In the listing below, find each line that holds "first" and list it.

____________

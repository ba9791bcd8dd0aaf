//! Configuration system for InsightDeck.
//!
//! Uses `figment` for layered configuration: defaults -> config file -> environment -> CLI args.
//! Configuration is loaded from `~/.config/insightdeck/config.toml` and/or
//! `.insightdeck/config.toml` in the workspace directory.

use figment::{
    Figment,
    providers::{Env, Format, Serialized, Toml},
};
use serde::{Deserialize, Serialize};
use std::path::{Path, PathBuf};

/// Top-level configuration for the report service.
#[derive(Debug, Clone, Default, Serialize, Deserialize)]
pub struct AppConfig {
    pub llm: LlmConfig,
    pub server: ServerConfig,
    pub profile: ProfileConfig,
    pub insights: InsightConfig,
    pub charts: ChartConfig,
    pub report: ReportConfig,
}

/// LLM provider configuration.
#[derive(Debug, Clone, Serialize, Deserialize)]
pub struct LlmConfig {
    /// Provider name: "openai", "azure", "local".
    pub provider: String,
    /// Model identifier (e.g., "gpt-4o").
    pub model: String,
    /// Environment variable name containing the API key.
    pub api_key_env: String,
    /// Explicit API key; takes precedence over `api_key_env`.
    #[serde(default, skip_serializing_if = "Option::is_none")]
    pub api_key: Option<String>,
    /// Optional base URL override. For Azure this is the resource endpoint.
    #[serde(default, skip_serializing_if = "Option::is_none")]
    pub base_url: Option<String>,
    /// Azure deployment name. Falls back to `model` when unset.
    #[serde(default, skip_serializing_if = "Option::is_none")]
    pub deployment: Option<String>,
    /// Azure REST API version.
    pub api_version: String,
    /// Maximum tokens to generate in a response.
    pub max_tokens: usize,
    /// Per-request timeout. `None` waits indefinitely.
    #[serde(default, skip_serializing_if = "Option::is_none")]
    pub request_timeout_secs: Option<u64>,
}

impl Default for LlmConfig {
    fn default() -> Self {
        Self {
            provider: "openai".to_string(),
            model: "gpt-4o".to_string(),
            api_key_env: "OPENAI_API_KEY".to_string(),
            api_key: None,
            base_url: None,
            deployment: None,
            api_version: "2024-12-01-preview".to_string(),
            max_tokens: 4096,
            request_timeout_secs: None,
        }
    }
}

impl LlmConfig {
    /// Validate this LLM config and return any warnings.
    ///
    /// Returns an empty Vec if the config is valid. Problems are reported as
    /// human-readable warnings and never as errors.
    pub fn validate(&self) -> Vec<String> {
        let mut warnings = Vec::new();
        match self.provider.as_str() {
            "openai" | "local" => {}
            "azure" => {
                if self.base_url.is_none() {
                    warnings.push(
                        "provider 'azure' needs base_url set to the resource endpoint".to_string(),
                    );
                }
            }
            other => warnings.push(format!(
                "unknown provider '{other}'; falling back to the OpenAI wire format"
            )),
        }
        if self.max_tokens == 0 {
            warnings.push("max_tokens is 0; every response will be empty".to_string());
        }
        if self.request_timeout_secs == Some(0) {
            warnings.push("request_timeout_secs is 0; every request will time out".to_string());
        }
        warnings
    }
}

/// HTTP service configuration.
#[derive(Debug, Clone, Serialize, Deserialize)]
pub struct ServerConfig {
    /// Host to bind to.
    pub host: String,
    /// Port to listen on.
    pub port: u16,
    /// Directory uploaded spreadsheets are written to.
    pub upload_dir: PathBuf,
    /// Directory generated PDF reports are written to.
    pub report_dir: PathBuf,
    /// Optional directory holding `index.html` and other frontend assets.
    #[serde(default, skip_serializing_if = "Option::is_none")]
    pub static_dir: Option<PathBuf>,
}

impl Default for ServerConfig {
    fn default() -> Self {
        Self {
            host: "127.0.0.1".to_string(),
            port: 8000,
            upload_dir: PathBuf::from("uploads"),
            report_dir: PathBuf::from("generated_reports"),
            static_dir: None,
        }
    }
}

/// Dataset profiling limits.
#[derive(Debug, Clone, Serialize, Deserialize)]
pub struct ProfileConfig {
    /// Rows beyond this are randomly sampled down before deep profiling.
    pub sample_limit: usize,
    /// Distinct sample values kept per column in the summary.
    pub sample_values: usize,
    /// Most frequent values kept per non-numeric variable in the profile.
    pub max_top_values: usize,
}

impl Default for ProfileConfig {
    fn default() -> Self {
        Self {
            sample_limit: 10_000,
            sample_values: 5,
            max_top_values: 10,
        }
    }
}

/// Insight generation settings.
#[derive(Debug, Clone, Serialize, Deserialize)]
pub struct InsightConfig {
    pub max_insights: usize,
    pub temperature: f32,
    pub top_p: f32,
}

impl Default for InsightConfig {
    fn default() -> Self {
        Self {
            max_insights: 9,
            temperature: 1.0,
            top_p: 1.0,
        }
    }
}

/// Chart planning and rasterization settings.
#[derive(Debug, Clone, Serialize, Deserialize)]
pub struct ChartConfig {
    pub max_charts: usize,
    pub temperature: f32,
    pub width_px: u32,
    pub height_px: u32,
    /// Bar charts keep at most this many groups.
    pub max_categories: usize,
}

impl Default for ChartConfig {
    fn default() -> Self {
        Self {
            max_charts: 9,
            temperature: 0.0,
            width_px: 800,
            height_px: 600,
            max_categories: 25,
        }
    }
}

/// PDF assembly settings.
#[derive(Debug, Clone, Serialize, Deserialize)]
pub struct ReportConfig {
    /// Font families tried in order; the first one found in `font_dirs` wins.
    pub font_families: Vec<String>,
    /// Directories searched in order for each family.
    pub font_dirs: Vec<PathBuf>,
    /// Resolution used to convert chart pixels to millimetres.
    pub chart_dpi: f64,
}

impl Default for ReportConfig {
    fn default() -> Self {
        Self {
            font_families: ["LiberationSans", "DejaVuSans", "Arial", "Helvetica"]
                .into_iter()
                .map(String::from)
                .collect(),
            font_dirs: vec![
                PathBuf::from("fonts"),
                PathBuf::from("/usr/share/fonts/truetype/liberation"),
                PathBuf::from("/usr/share/fonts/liberation-sans"),
                PathBuf::from("/usr/share/fonts/liberation"),
                PathBuf::from("/usr/share/fonts/truetype/dejavu"),
                PathBuf::from("/usr/share/fonts/dejavu"),
                PathBuf::from("/System/Library/Fonts"),
                PathBuf::from("/Library/Fonts"),
            ],
            chart_dpi: 150.0,
        }
    }
}

/// Load configuration by merging defaults, config files, and environment variables.
///
/// Precedence, lowest first: built-in defaults, user config, workspace config,
/// `INSIGHTDECK_*` environment variables, explicit overrides.
pub fn load_config(
    workspace: Option<&Path>,
    overrides: Option<&AppConfig>,
) -> Result<AppConfig, Box<figment::Error>> {
    let mut figment = Figment::from(Serialized::defaults(AppConfig::default()));

    // User-level config
    if let Some(config_dir) = directories::ProjectDirs::from("dev", "insightdeck", "insightdeck") {
        let user_config = config_dir.config_dir().join("config.toml");
        if user_config.exists() {
            figment = figment.merge(Toml::file(&user_config));
        }
    }

    // Workspace-level config
    if let Some(ws) = workspace {
        let ws_config = ws.join(".insightdeck").join("config.toml");
        if ws_config.exists() {
            figment = figment.merge(Toml::file(&ws_config));
        }
    }

    // Environment variables (INSIGHTDECK_LLM__MODEL, INSIGHTDECK_SERVER__PORT, etc.)
    figment = figment.merge(Env::prefixed("INSIGHTDECK_").split("__"));

    if let Some(overrides) = overrides {
        figment = figment.merge(Serialized::defaults(overrides));
    }

    figment.extract().map_err(Box::new)
}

____________

Result of the exercise:
    /// Font families tried in order; the first one found in `font_dirs` wins.
/// Precedence, lowest first: built-in defaults, user config, workspace config,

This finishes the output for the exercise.